We can make beautiful graph easily in Python by seaborn.
This page is made for Graphical Analysis . I do not write about adjusting the colors and shapes.
Plot of Panda is good at to see many variables. But Stratified Graph is not easy in the Plot of Panda.

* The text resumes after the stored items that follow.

// SPDX-License-Identifier: BUSL-1.1
// Copyright (c) 2026 Alfred Jean LLC

//! Batch definitions and selection

use crate::parser::SweepConfig;
use serde::{Deserialize, Serialize};
use std::fmt;
use std::str::FromStr;
use sweep_core::ParameterSet;
use thiserror::Error;

/// Name of the smoke-test batch. It only runs when selected explicitly.
pub const TEST_BATCH: &str = "test_run";

/// One entry of `batch_configurations`
#[derive(Debug, Clone, Default, PartialEq, Serialize, Deserialize)]
pub struct BatchDef {
    #[serde(default, skip_serializing_if = "Option::is_none")]
    pub name: Option<String>,
    #[serde(default)]
    pub description: String,
    #[serde(default)]
    pub parameters: ParameterSet,
}

impl BatchDef {
    /// Name of the batch, or `batch_{index}` when unnamed.
    pub fn display_name(&self, index: usize) -> String {
        self.name
            .clone()
            .unwrap_or_else(|| format!("batch_{}", index))
    }
}

/// Which batches a run covers
#[derive(Debug, Clone, Default, PartialEq, Eq)]
pub enum BatchSelector {
    /// Every batch except [`TEST_BATCH`]
    #[default]
    All,
    /// One batch by 0-based position in the file
    Index(usize),
    /// One batch by name
    Name(String),
}

impl FromStr for BatchSelector {
    type Err = std::convert::Infallible;

    /// Digits select by index; anything else selects by name.
    fn from_str(s: &str) -> Result<Self, Self::Err> {
        Ok(match s.parse::<usize>() {
            Ok(index) => BatchSelector::Index(index),
            Err(_) => BatchSelector::Name(s.to_string()),
        })
    }
}

impl fmt::Display for BatchSelector {
    fn fmt(&self, f: &mut fmt::Formatter<'_>) -> fmt::Result {
        match self {
            BatchSelector::All => write!(f, "all"),
            BatchSelector::Index(i) => write!(f, "#{}", i),
            BatchSelector::Name(n) => write!(f, "{}", n),
        }
    }
}

/// Errors from batch selection
#[derive(Debug, Error, PartialEq, Eq)]
pub enum SelectError {
    #[error("invalid batch index: {index} (configuration has {count} batches)")]
    InvalidIndex { index: usize, count: usize },
    #[error("no batch named '{0}' found in configuration")]
    NotFound(String),
}

/// A batch chosen for this run, with its position for progress output
#[derive(Debug, Clone, PartialEq)]
pub struct SelectedBatch<'a> {
    pub position: usize,
    pub total: usize,
    pub name: String,
    pub def: &'a BatchDef,
}

impl SweepConfig {
    /// Resolve a selector to the batches it covers, in file order.
    ///
    /// [`BatchSelector::All`] skips [`TEST_BATCH`] and may return nothing.
    pub fn select_batches(
        &self,
        selector: &BatchSelector,
    ) -> Result<Vec<SelectedBatch<'_>>, SelectError> {
        let batches = &self.batch_configurations;
        match selector {
            BatchSelector::All => {
                let chosen: Vec<(usize, &BatchDef)> = batches
                    .iter()
                    .enumerate()
                    .filter(|(_, b)| b.name.as_deref() != Some(TEST_BATCH))
                    .collect();
                let total = chosen.len();
                Ok(chosen
                    .into_iter()
                    .enumerate()
                    .map(|(position, (index, def))| SelectedBatch {
                        position,
                        total,
                        name: def.display_name(index),
                        def,
                    })
                    .collect())
            }
            BatchSelector::Index(index) => {
                let def = batches.get(*index).ok_or(SelectError::InvalidIndex {
                    index: *index,
                    count: batches.len(),
                })?;
                Ok(vec![SelectedBatch {
                    position: *index,
                    total: batches.len(),
                    name: def.display_name(*index),
                    def,
                }])
            }
            BatchSelector::Name(name) => {
                let (index, def) = batches
                    .iter()
                    .enumerate()
                    .find(|(_, b)| b.name.as_deref() == Some(name.as_str()))
                    .ok_or_else(|| SelectError::NotFound(name.clone()))?;
                Ok(vec![SelectedBatch {
                    position: 0,
                    total: 1,
                    name: def.display_name(index),
                    def,
                }])
            }
        }
    }
}

#[cfg(test)]
#[path = "batch_tests.rs"]
mod tests;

This code set is needed before the code starting "sns".
import pandas as pd
import matplotlib.pyplot as plt
import seaborn as sns
%matplotlib inline
sns.set()
df= pd.read_csv("Data.csv" , engine='python')

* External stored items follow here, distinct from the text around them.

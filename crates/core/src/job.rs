// SPDX-License-Identifier: BUSL-1.1
// Copyright (c) 2026 Alfred Jean LLC

//! Jobs and their results.

use crate::params::ConcreteParams;
use chrono::NaiveDateTime;
use serde::{Deserialize, Deserializer, Serialize};
use std::fmt;
use std::path::PathBuf;

/// Command-line flag carrying the tool's output prefix.
pub const OUTPUT_FLAG: &str = "--output=";

/// One fully resolved invocation of the external tool.
#[derive(Debug, Clone, PartialEq)]
pub struct JobSpec {
    pub name: String,
    pub params: ConcreteParams,
    pub command: Vec<String>,
}

impl JobSpec {
    pub fn new(name: impl Into<String>, params: ConcreteParams, command: Vec<String>) -> Self {
        Self {
            name: name.into(),
            params,
            command,
        }
    }

    /// Output prefix declared by the first `--output=` argument.
    pub fn output_prefix(&self) -> Option<PathBuf> {
        self.command
            .iter()
            .find_map(|arg| arg.strip_prefix(OUTPUT_FLAG))
            .map(PathBuf::from)
    }

    /// The command joined with spaces, for display.
    pub fn command_line(&self) -> String {
        self.command.join(" ")
    }
}

/// Lifecycle state of a job.
#[derive(Debug, Clone, Copy, PartialEq, Eq, Hash, Serialize, Deserialize)]
#[serde(rename_all = "snake_case")]
pub enum JobStatus {
    Pending,
    Running,
    Success,
    Failed,
    Timeout,
    Error,
}

impl JobStatus {
    pub fn is_terminal(&self) -> bool {
        !matches!(self, JobStatus::Pending | JobStatus::Running)
    }
}

impl fmt::Display for JobStatus {
    fn fmt(&self, f: &mut fmt::Formatter<'_>) -> fmt::Result {
        match self {
            JobStatus::Pending => write!(f, "pending"),
            JobStatus::Running => write!(f, "running"),
            JobStatus::Success => write!(f, "success"),
            JobStatus::Failed => write!(f, "failed"),
            JobStatus::Timeout => write!(f, "timeout"),
            JobStatus::Error => write!(f, "error"),
        }
    }
}

/// Which finding artifacts a successful job left behind.
#[derive(Debug, Clone, Copy, Default, PartialEq, Eq, Serialize, Deserialize)]
pub struct ArtifactFlags {
    #[serde(default)]
    pub increased: bool,
    #[serde(default)]
    pub decreased: bool,
}

/// Outcome of one job.
///
/// Serialized field names are part of the summary file format and must
/// stay readable by older and newer builds alike.
#[derive(Debug, Clone, PartialEq, Serialize, Deserialize)]
pub struct JobResult {
    pub name: String,
    #[serde(default)]
    pub params: ConcreteParams,
    #[serde(default, deserialize_with = "deserialize_command")]
    pub command: Vec<String>,
    pub status: JobStatus,
    #[serde(default)]
    pub start_time: Option<NaiveDateTime>,
    #[serde(default)]
    pub end_time: Option<NaiveDateTime>,
    #[serde(default, alias = "duration")]
    pub duration_seconds: Option<f64>,
    #[serde(default)]
    pub return_code: Option<i32>,
    #[serde(default)]
    pub stdout: Option<String>,
    #[serde(default)]
    pub stderr: Option<String>,
    #[serde(default)]
    pub artifact_flags: ArtifactFlags,
}

impl JobResult {
    /// A fresh result for a job that has not started.
    pub fn pending(spec: &JobSpec) -> Self {
        Self {
            name: spec.name.clone(),
            params: spec.params.clone(),
            command: spec.command.clone(),
            status: JobStatus::Pending,
            start_time: None,
            end_time: None,
            duration_seconds: None,
            return_code: None,
            stdout: None,
            stderr: None,
            artifact_flags: ArtifactFlags::default(),
        }
    }

    /// Record that the process is about to launch.
    pub fn start(&mut self, at: NaiveDateTime) {
        self.status = JobStatus::Running;
        self.start_time = Some(at);
    }

    /// Move to a terminal status. Later calls are ignored.
    pub fn finish(&mut self, status: JobStatus, at: NaiveDateTime) {
        if self.status.is_terminal() {
            return;
        }
        self.status = status;
        self.end_time = Some(at);
    }
}

/// Accept the current argv array or a legacy space-joined command string.
fn deserialize_command<'de, D>(deserializer: D) -> Result<Vec<String>, D::Error>
where
    D: Deserializer<'de>,
{
    #[derive(Deserialize)]
    #[serde(untagged)]
    enum Command {
        Argv(Vec<String>),
        Joined(String),
        Missing(()),
    }

    Ok(match Command::deserialize(deserializer)? {
        Command::Argv(argv) => argv,
        Command::Joined(line) => line.split_whitespace().map(String::from).collect(),
        Command::Missing(()) => Vec::new(),
    })
}

#[cfg(test)]
#[path = "job_tests.rs"]
mod tests;
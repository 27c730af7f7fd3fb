// SPDX-License-Identifier: BUSL-1.1
// Copyright (c) 2026 Alfred Jean LLC

//! Re-running failed jobs from an earlier summary

use crate::command::CommandBuilder;
use sweep_core::{BatchSummary, JobSpec};

/// Jobs to re-run from `summary`: only those whose tool exited non-zero.
///
/// Commands are rebuilt from the stored name and parameters so that a
/// changed configuration takes effect. Stored commands are ignored.
pub fn plan_retry(summary: &BatchSummary, builder: &CommandBuilder) -> Vec<JobSpec> {
    summary
        .failed_jobs()
        .map(|prior| {
            let command = builder.build(&prior.name, &prior.params);
            JobSpec::new(prior.name.clone(), prior.params.clone(), command)
        })
        .collect()
}

#[cfg(test)]
#[path = "retry_tests.rs"]
mod tests;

Graph to visualize all data
>>>Heatmap for All Variables
Graph to visualize many variables
>>>Compare 1-dimension distribution of all variables
>>>Line graph for all variables
>>>All pairs in all variables
Graph for the analysis the relationship 2 variables
>>>Basic line graph
>>>Stratified line graph
>>>Line graph with confidence interval
>>>Basic scatter plot
>>>Stratified scatter plot
>>>Regression line
>>>Joint plot
>>>2-dimension histgram using hexagon
>>>Density distribution
Histgram
>>>Basic histgram
>>>Stratified histgram
>>>Good range histgram
Graph for 1 Variable Analysis
>>>Graph for 1 Variable
>>>Graph for 1 variable using 1 categorical variable
>>>Graph for 1 variable using 2 categorical variables
>>>Graph for 1 variable using 3 categorical variables
Bar plot
>>>Basic bar plot
>>>Bar plot for statistics
>>>Frequency plot
Memo
>>>Size of graph
>>>Effect of the orders of data
>>>I cannot use the graph ?!
There are 2 types of data. Left graph is made using left type data and the method " Compare 1-dimension distribution of all variables ".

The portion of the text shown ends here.